I understand the need to keep costs under control on a rental unit. That said, cast iron will last the longest and has the most durable finish. Yes, the enamel could chip off if hit hard enough, but the tub is rock solid and chips can be touched up. The only time I have ever chipped enamel off cast iron was when I did something stupid - using a chipping hammer to remove tiles from a floor sent a piece airborne and...well, I already told you.

With acrylic there are good ones and bad ones. The Kohler line seems to be OK, there are others but I can't give you a breakdown on the brands because I don't have a lot of experience with them. I don't like how hollow they all sound, even when laid in mortar (the sides still sould hollow) and I don't like how the flanges can flex. I know they are popular, I know many people here have them and have made them work very well with some planning. They are a good choice, just not for me. You do have to be very careful when cleaning, I believe the typical recommendation is a non-abrasive, neutral pH cleaner like washing detergent. If you wear off the finish on acrylic dirt will collect in the grooves and as far as I know is impossible to get out (if you know how, tell me!)

Steel enamel also has a durable finish, but is more prone to rust and also sounds hollow. Given the choice I would probably go with a good acrylic before steel, but I think the steel will have a more durable finish.

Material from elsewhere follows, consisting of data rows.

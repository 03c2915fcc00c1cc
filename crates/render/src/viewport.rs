/// Pixel ratios above this render more pixels than they add clarity.
pub const MAX_PIXEL_RATIO: f32 = 2.0;

/// The drawable surface description: logical size plus device pixel ratio.
///
/// The windowing environment is the source of truth; a `Viewport` is the
/// snapshot taken at a resize. All consumers (surface configuration, render
/// targets, camera projection) must be updated from one snapshot in one
/// synchronous batch, so none observes a stale combination of the three
/// fields.
#[derive(Debug, Clone, Copy, PartialEq)]
pub struct Viewport {
    width: u32,
    height: u32,
    pixel_ratio: f32,
}

impl Viewport {
    /// Build from logical dimensions. Zero dimensions are clamped to 1;
    /// the pixel ratio is clamped to [1, `MAX_PIXEL_RATIO`].
    pub fn new(width: u32, height: u32, pixel_ratio: f32) -> Self {
        Self {
            width: width.max(1),
            height: height.max(1),
            pixel_ratio: pixel_ratio.clamp(1.0, MAX_PIXEL_RATIO),
        }
    }

    /// Build from a window's physical size and scale factor (the winit
    /// resize payload).
    pub fn from_physical(physical_width: u32, physical_height: u32, scale_factor: f64) -> Self {
        let scale = scale_factor.max(1.0);
        Self::new(
            (physical_width as f64 / scale).round() as u32,
            (physical_height as f64 / scale).round() as u32,
            scale as f32,
        )
    }

    pub fn width(&self) -> u32 {
        self.width
    }

    pub fn height(&self) -> u32 {
        self.height
    }

    pub fn pixel_ratio(&self) -> f32 {
        self.pixel_ratio
    }

    /// Width of the backing store in device pixels.
    pub fn physical_width(&self) -> u32 {
        ((self.width as f32 * self.pixel_ratio).round() as u32).max(1)
    }

    /// Height of the backing store in device pixels.
    pub fn physical_height(&self) -> u32 {
        ((self.height as f32 * self.pixel_ratio).round() as u32).max(1)
    }

    /// Width over height. What the camera projection consumes.
    pub fn aspect(&self) -> f32 {
        self.width as f32 / self.height as f32
    }
}

impl Default for Viewport {
    fn default() -> Self {
        Self::new(1280, 720, 1.0)
    }
}

/// Bloom pass parameters, with the demo's deployment defaults.
#[derive(Debug, Clone, Copy, PartialEq)]
pub struct BloomSettings {
    /// Multiplier on the blurred glow at composite time.
    pub strength: f32,
    /// Blur spread, as a fraction of the glow target size.
    pub radius: f32,
    /// Luminance below this contributes nothing to the glow.
    pub threshold: f32,
    /// Soft-knee width around the threshold; 0 is a hard cut.
    pub smoothing: f32,
}

impl Default for BloomSettings {
    fn default() -> Self {
        Self {
            strength: 2.0,
            radius: 0.4,
            threshold: 0.0,
            smoothing: 0.85,
        }
    }
}
//! Pointer input mapped to damped camera orbit state.
//!
//! # Invariants
//! - Raw input only accumulates targets; the orbit state moves during
//!   `update`, called exactly once per frame by the run loop.
//! - `update` with no pending input leaves the state unchanged.

pub mod orbit;

pub use orbit::OrbitController;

I ripped out a 40 year old steel tub still going strong, but there were rust spots on the apron that were a bit unsightly.

Here's a very brief snippet on tubs from the expert:

http://www.terrylove.com/kit/bathrm.htm

You can get a Kohler Villager cast iron tub at Homer's - it runs about $1 a pound. No kidding, about $320 for a 320lb tub. Acrylic is probably about 80lb so that might be an important consideration. I put a Villager in a second floor bathroom, that was fun. The nice thing about cast iron is that you put it in place, level it and you're done - no nailing flange to worry about.

If you're tiling the walls I would pick a tub that you don't ever want to remove. If you're putting up one-piece surrounds, then maybe that is less of a consideration.

Good luck!

bikemike
03-09-2007, 08:47 AM
Also, I would only have a steel/cast iron tub reenameled as a last resort and only if you find a good company to do it. I would say that there are more companies that do a poor job vs those that get it right, and either way it will not be as durable as the original finish. The same is true for the bathtub liners, only the ratio of bad to good is even worse.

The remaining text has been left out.